ENTRIES SHOWN:

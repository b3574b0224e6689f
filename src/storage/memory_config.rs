//! Memory limits for holder caches

use std::collections::BTreeSet;

use serde::{Deserialize, Serialize};

use crate::errors::StorageError;

/// Reference budget that `max_memory_occupation` is a fraction of (1 GiB)
pub const DEFAULT_MEMORY_BUDGET_BYTES: usize = 1 << 30;

/// Controls when computed arrays spill to disk or are not kept at all
#[derive(Debug, Clone, PartialEq, Serialize, Deserialize)]
pub struct MemoryConfig {
    /// Fraction of the memory budget that in-memory caches may occupy, at most 1
    pub max_memory_occupation: f64,

    /// Budget in bytes that the occupation fraction applies to
    #[serde(default = "default_budget")]
    pub memory_budget_bytes: usize,

    /// Variables always kept in memory
    #[serde(default)]
    pub priority_variables: BTreeSet<String>,

    /// Variables whose computed values are never cached
    #[serde(default)]
    pub variables_to_drop: BTreeSet<String>,
}

fn default_budget() -> usize {
    DEFAULT_MEMORY_BUDGET_BYTES
}

impl MemoryConfig {
    pub fn new(
        max_memory_occupation: f64,
        priority_variables: impl IntoIterator<Item = String>,
        variables_to_drop: impl IntoIterator<Item = String>,
    ) -> Result<Self, StorageError> {
        let config = Self {
            max_memory_occupation,
            memory_budget_bytes: DEFAULT_MEMORY_BUDGET_BYTES,
            priority_variables: priority_variables.into_iter().collect(),
            variables_to_drop: variables_to_drop.into_iter().collect(),
        };
        config.validate()?;
        Ok(config)
    }

    pub fn with_budget(mut self, bytes: usize) -> Self {
        self.memory_budget_bytes = bytes;
        self
    }

    pub fn validate(&self) -> Result<(), StorageError> {
        if !(0.0..=1.0).contains(&self.max_memory_occupation) {
            return Err(StorageError::Config(format!(
                "max_memory_occupation must be <= 1, got {}",
                self.max_memory_occupation
            )));
        }
        Ok(())
    }

    pub fn max_memory_bytes(&self) -> usize {
        (self.memory_budget_bytes as f64 * self.max_memory_occupation) as usize
    }

    pub fn should_drop(&self, variable: &str) -> bool {
        self.variables_to_drop.contains(variable)
    }

    pub fn is_priority(&self, variable: &str) -> bool {
        self.priority_variables.contains(variable)
    }
}

#[cfg(test)]
mod tests {
    use super::*;

    #[test]
    fn test_rejects_occupation_above_one() {
        assert!(MemoryConfig::new(1.5, Vec::new(), Vec::new()).is_err());
        assert!(MemoryConfig::new(1.0, Vec::new(), Vec::new()).is_ok());
    }

    #[test]
    fn test_limits() {
        let config = MemoryConfig::new(0.5, vec!["salary".to_string()], vec!["age".to_string()])
            .unwrap()
            .with_budget(1000);
        assert_eq!(config.max_memory_bytes(), 500);
        assert!(config.is_priority("salary"));
        assert!(config.should_drop("age"));
        assert!(!config.should_drop("salary"));
    }

    #[test]
    fn test_deserialize_with_defaults() {
        let config: MemoryConfig = serde_json::from_str(r#"{"max_memory_occupation": 0.2}"#).unwrap();
        assert_eq!(config.memory_budget_bytes, DEFAULT_MEMORY_BUDGET_BYTES);
        assert!(config.priority_variables.is_empty());
    }
}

EXERCISE AIM: This task calls for the material above to be duplicated verbatim.

COMPLETED TASK:
repository b3574b0224e6689f
filename src/storage/memory_config.rs
//! Memory limits for holder caches

use std::collections::BTreeSet;

use serde::{Deserialize, Serialize};

use crate::errors::StorageError;

/// Reference budget that `max_memory_occupation` is a fraction of (1 GiB)
pub const DEFAULT_MEMORY_BUDGET_BYTES: usize = 1 << 30;

/// Controls when computed arrays spill to disk or are not kept at all
#[derive(Debug, Clone, PartialEq, Serialize, Deserialize)]
pub struct MemoryConfig {
    /// Fraction of the memory budget that in-memory caches may occupy, at most 1
    pub max_memory_occupation: f64,

    /// Budget in bytes that the occupation fraction applies to
    #[serde(default = "default_budget")]
    pub memory_budget_bytes: usize,

    /// Variables always kept in memory
    #[serde(default)]
    pub priority_variables: BTreeSet<String>,

    /// Variables whose computed values are never cached
    #[serde(default)]
    pub variables_to_drop: BTreeSet<String>,
}

fn default_budget() -> usize {
    DEFAULT_MEMORY_BUDGET_BYTES
}

impl MemoryConfig {
    pub fn new(
        max_memory_occupation: f64,
        priority_variables: impl IntoIterator<Item = String>,
        variables_to_drop: impl IntoIterator<Item = String>,
    ) -> Result<Self, StorageError> {
        let config = Self {
            max_memory_occupation,
            memory_budget_bytes: DEFAULT_MEMORY_BUDGET_BYTES,
            priority_variables: priority_variables.into_iter().collect(),
            variables_to_drop: variables_to_drop.into_iter().collect(),
        };
        config.validate()?;
        Ok(config)
    }

    pub fn with_budget(mut self, bytes: usize) -> Self {
        self.memory_budget_bytes = bytes;
        self
    }

    pub fn validate(&self) -> Result<(), StorageError> {
        if !(0.0..=1.0).contains(&self.max_memory_occupation) {
            return Err(StorageError::Config(format!(
                "max_memory_occupation must be <= 1, got {}",
                self.max_memory_occupation
            )));
        }
        Ok(())
    }

    pub fn max_memory_bytes(&self) -> usize {
        (self.memory_budget_bytes as f64 * self.max_memory_occupation) as usize
    }

    pub fn should_drop(&self, variable: &str) -> bool {
        self.variables_to_drop.contains(variable)
    }

    pub fn is_priority(&self, variable: &str) -> bool {
        self.priority_variables.contains(variable)
    }
}

#[cfg(test)]
mod tests {
    use super::*;

    #[test]
    fn test_rejects_occupation_above_one() {
        assert!(MemoryConfig::new(1.5, Vec::new(), Vec::new()).is_err());
        assert!(MemoryConfig::new(1.0, Vec::new(), Vec::new()).is_ok());
    }

    #[test]
    fn test_limits() {
        let config = MemoryConfig::new(0.5, vec!["salary".to_string()], vec!["age".to_string()])
            .unwrap()
            .with_budget(1000);
        assert_eq!(config.max_memory_bytes(), 500);
        assert!(config.is_priority("salary"));
        assert!(config.should_drop("age"));
        assert!(!config.should_drop("salary"));
    }

    #[test]
    fn test_deserialize_with_defaults() {
        let config: MemoryConfig = serde_json::from_str(r#"{"max_memory_occupation": 0.2}"#).unwrap();
        assert_eq!(config.memory_budget_bytes, DEFAULT_MEMORY_BUDGET_BYTES);
        assert!(config.priority_variables.is_empty());
    }
}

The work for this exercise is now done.